Stored data entries
--

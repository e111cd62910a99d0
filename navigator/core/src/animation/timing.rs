//! Fade Timing
//!
//! Easing curves and the tick-driven opacity fade applied to a view's
//! [`ViewSurface`]. Fades advance by unscaled elapsed time handed in by the
//! host on every tick; nothing here owns a clock.

use serde::{Deserialize, Serialize};
use tracing::trace;

use super::Transition;

/// Easing curves for fades
#[derive(Clone, Copy, Debug, PartialEq, Eq, Serialize, Deserialize, Default)]
#[serde(rename_all = "snake_case")]
pub enum EasingFunction {
    /// Constant speed
    Linear,

    /// Quadratic, slow start
    EaseIn,

    /// Quadratic, slow end
    EaseOut,

    /// Quadratic, slow start and end
    #[default]
    EaseInOut,

    /// Cubic, slow start
    EaseInCubic,

    /// Cubic, slow end
    EaseOutCubic,

    /// Cubic, slow start and end
    EaseInOutCubic,

    /// Overshoot then settle
    EaseOutBack,

    /// Bounce at the end
    EaseOutBounce,

    /// Spring at the end
    EaseOutElastic,
}

impl EasingFunction {
    /// Map normalized progress (clamped to 0.0..=1.0) to an interpolation factor
    #[must_use]
    pub fn apply(self, t: f32) -> f32 {
        let t = t.clamp(0.0, 1.0);

        match self {
            Self::Linear => t,
            Self::EaseIn => t * t,
            Self::EaseOut => 1.0 - (1.0 - t).powi(2),
            Self::EaseInOut => {
                if t < 0.5 {
                    2.0 * t * t
                } else {
                    1.0 - (-2.0 * t + 2.0).powi(2) / 2.0
                }
            }
            Self::EaseInCubic => t * t * t,
            Self::EaseOutCubic => 1.0 - (1.0 - t).powi(3),
            Self::EaseInOutCubic => {
                if t < 0.5 {
                    4.0 * t * t * t
                } else {
                    1.0 - (-2.0 * t + 2.0).powi(3) / 2.0
                }
            }
            Self::EaseOutBack => {
                let c1 = 1.701_58;
                let c3 = c1 + 1.0;
                let u = t - 1.0;
                1.0 + c3 * u.powi(3) + c1 * u.powi(2)
            }
            Self::EaseOutBounce => {
                const N1: f32 = 7.5625;
                const D1: f32 = 2.75;

                if t < 1.0 / D1 {
                    N1 * t * t
                } else if t < 2.0 / D1 {
                    let t = t - 1.5 / D1;
                    N1 * t * t + 0.75
                } else if t < 2.5 / D1 {
                    let t = t - 2.25 / D1;
                    N1 * t * t + 0.9375
                } else {
                    let t = t - 2.625 / D1;
                    N1 * t * t + 0.984_375
                }
            }
            Self::EaseOutElastic => {
                if t <= 0.0 {
                    0.0
                } else if t >= 1.0 {
                    1.0
                } else {
                    let c4 = (2.0 * std::f32::consts::PI) / 3.0;
                    2.0_f32.powf(-10.0 * t) * ((t * 10.0 - 0.75) * c4).sin() + 1.0
                }
            }
        }
    }
}

/// Visibility and interactivity controls of a single view
///
/// This is what a fade drives. Renderers read it; only the owning handler
/// writes it.
#[derive(Clone, Copy, Debug, PartialEq)]
pub struct ViewSurface {
    /// Whether the view is activated (part of the scene at all)
    pub active: bool,

    /// Opacity (0.0 = transparent, 1.0 = opaque)
    pub opacity: f32,

    /// Whether the view accepts interaction
    pub interactable: bool,

    /// Whether the view absorbs pointer input aimed at views beneath it
    pub blocks_input: bool,
}

impl ViewSurface {
    /// A freshly created view: deactivated and fully transparent
    #[must_use]
    pub const fn hidden() -> Self {
        Self {
            active: false,
            opacity: 0.0,
            interactable: false,
            blocks_input: false,
        }
    }

    /// Whether the surface is at a terminal visible state
    #[must_use]
    pub fn is_fully_shown(&self) -> bool {
        self.active && self.opacity >= 1.0 && self.interactable && self.blocks_input
    }
}

impl Default for ViewSurface {
    fn default() -> Self {
        Self::hidden()
    }
}

/// Direction of a fade
#[derive(Clone, Copy, Debug, PartialEq, Eq)]
pub enum FadeDirection {
    /// 0 -> 1, interactive when complete
    In,
    /// 1 -> 0, non-interactive when complete
    Out,
}

impl FadeDirection {
    fn endpoints(self) -> (f32, f32) {
        match self {
            Self::In => (0.0, 1.0),
            Self::Out => (1.0, 0.0),
        }
    }
}

/// An in-progress opacity interpolation
///
/// The fade does not hold on to the surface; the caller passes it in on
/// every step so handlers can keep surfaces inside their caches.
#[derive(Clone, Debug)]
pub struct Fade {
    direction: FadeDirection,
    elapsed: f32,
    duration: f32,
    easing: EasingFunction,
    complete: bool,
}

impl Fade {
    /// Begin a fade on `surface`
    ///
    /// Interactivity is switched off for the duration of the fade. Instant
    /// transitions apply the terminal state before returning.
    pub fn start(direction: FadeDirection, transition: &Transition, surface: &mut ViewSurface) -> Self {
        let (from, _) = direction.endpoints();
        surface.interactable = false;
        surface.blocks_input = false;

        let mut fade = Self {
            direction,
            elapsed: 0.0,
            duration: transition.duration_secs.max(0.0),
            easing: transition.easing,
            complete: false,
        };

        if transition.is_instant() {
            fade.finish(surface);
        } else {
            surface.opacity = from;
        }

        fade
    }

    /// Advance by `delta_secs` of unscaled time
    ///
    /// Returns `true` once the fade has reached its terminal state.
    pub fn advance(&mut self, delta_secs: f32, surface: &mut ViewSurface) -> bool {
        if self.complete {
            return true;
        }

        self.elapsed += delta_secs.max(0.0);
        if self.elapsed >= self.duration {
            self.finish(surface);
            return true;
        }

        let (from, to) = self.direction.endpoints();
        let t = self.easing.apply(self.elapsed / self.duration);
        surface.opacity = from + (to - from) * t;
        trace!(
            direction = ?self.direction,
            progress = self.progress(),
            opacity = surface.opacity,
            "fade step"
        );
        false
    }

    fn finish(&mut self, surface: &mut ViewSurface) {
        let (_, to) = self.direction.endpoints();
        let enable = self.direction == FadeDirection::In;
        surface.opacity = to;
        surface.interactable = enable;
        surface.blocks_input = enable;
        self.complete = true;
    }

    /// Whether the terminal state has been applied
    #[must_use]
    pub fn is_complete(&self) -> bool {
        self.complete
    }

    /// Linear progress through the fade (0.0 to 1.0)
    #[must_use]
    pub fn progress(&self) -> f32 {
        if self.complete || self.duration <= 0.0 {
            1.0
        } else {
            (self.elapsed / self.duration).min(1.0)
        }
    }

    /// Direction of this fade
    #[must_use]
    pub fn direction(&self) -> FadeDirection {
        self.direction
    }
}

#[cfg(test)]
mod tests {
    use super::*;

    #[test]
    fn test_easing_boundaries() {
        for easing in [
            EasingFunction::Linear,
            EasingFunction::EaseIn,
            EasingFunction::EaseOut,
            EasingFunction::EaseInOut,
            EasingFunction::EaseInOutCubic,
            EasingFunction::EaseOutBack,
            EasingFunction::EaseOutBounce,
            EasingFunction::EaseOutElastic,
        ] {
            assert!(easing.apply(0.0).abs() < 0.001, "{easing:?} at 0.0");
            assert!((easing.apply(1.0) - 1.0).abs() < 0.001, "{easing:?} at 1.0");
        }
    }

    #[test]
    fn test_easing_clamps_input() {
        assert!((EasingFunction::Linear.apply(2.0) - 1.0).abs() < f32::EPSILON);
        assert!(EasingFunction::Linear.apply(-1.0).abs() < f32::EPSILON);
    }

    #[test]
    fn test_instant_fade_in_is_terminal_immediately() {
        let mut surface = ViewSurface { active: true, ..ViewSurface::hidden() };
        let fade = Fade::start(FadeDirection::In, &Transition::instant(), &mut surface);

        assert!(fade.is_complete());
        assert!(surface.is_fully_shown());
    }

    #[test]
    fn test_zero_duration_fade_is_instant() {
        let mut surface = ViewSurface { active: true, ..ViewSurface::hidden() };
        let fade = Fade::start(FadeDirection::In, &Transition::fade(0.0), &mut surface);
        assert!(fade.is_complete());
        assert!((surface.opacity - 1.0).abs() < f32::EPSILON);
    }

    #[test]
    fn test_timed_fade_out_interpolates() {
        let mut surface = ViewSurface {
            active: true,
            opacity: 1.0,
            interactable: true,
            blocks_input: true,
        };
        let transition = Transition::fade(1.0).with_easing(EasingFunction::Linear);
        let mut fade = Fade::start(FadeDirection::Out, &transition, &mut surface);

        assert!(!fade.is_complete());
        assert!(!surface.interactable);
        assert!((surface.opacity - 1.0).abs() < f32::EPSILON);

        assert!(!fade.advance(0.25, &mut surface));
        assert!((surface.opacity - 0.75).abs() < 0.001);
        assert!((fade.progress() - 0.25).abs() < 0.001);

        assert!(fade.advance(0.75, &mut surface));
        assert!(surface.opacity.abs() < f32::EPSILON);
        assert!(!surface.interactable);
        assert!(!surface.blocks_input);
    }

    #[test]
    fn test_fade_in_enables_interaction_on_completion() {
        let mut surface = ViewSurface { active: true, ..ViewSurface::hidden() };
        let mut fade = Fade::start(FadeDirection::In, &Transition::fade(0.5), &mut surface);

        fade.advance(0.3, &mut surface);
        assert!(!surface.interactable);

        fade.advance(0.3, &mut surface);
        assert!(surface.is_fully_shown());
    }
}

--

- **About this exercise**: Write out exactly the lines that fall from the line with "#[derive(Clone, Debug)]" to the line with "pub fn advance(&mut" in the records above, keeping both ends.

- **Output for this task**:
#[derive(Clone, Debug)]
pub struct Fade {
    direction: FadeDirection,
    elapsed: f32,
    duration: f32,
    easing: EasingFunction,
    complete: bool,
}

impl Fade {
    /// Begin a fade on `surface`
    ///
    /// Interactivity is switched off for the duration of the fade. Instant
    /// transitions apply the terminal state before returning.
    pub fn start(direction: FadeDirection, transition: &Transition, surface: &mut ViewSurface) -> Self {
        let (from, _) = direction.endpoints();
        surface.interactable = false;
        surface.blocks_input = false;

        let mut fade = Self {
            direction,
            elapsed: 0.0,
            duration: transition.duration_secs.max(0.0),
            easing: transition.easing,
            complete: false,
        };

        if transition.is_instant() {
            fade.finish(surface);
        } else {
            surface.opacity = from;
        }

        fade
    }

    /// Advance by `delta_secs` of unscaled time
    ///
    /// Returns `true` once the fade has reached its terminal state.
    pub fn advance(&mut self, delta_secs: f32, surface: &mut ViewSurface) -> bool {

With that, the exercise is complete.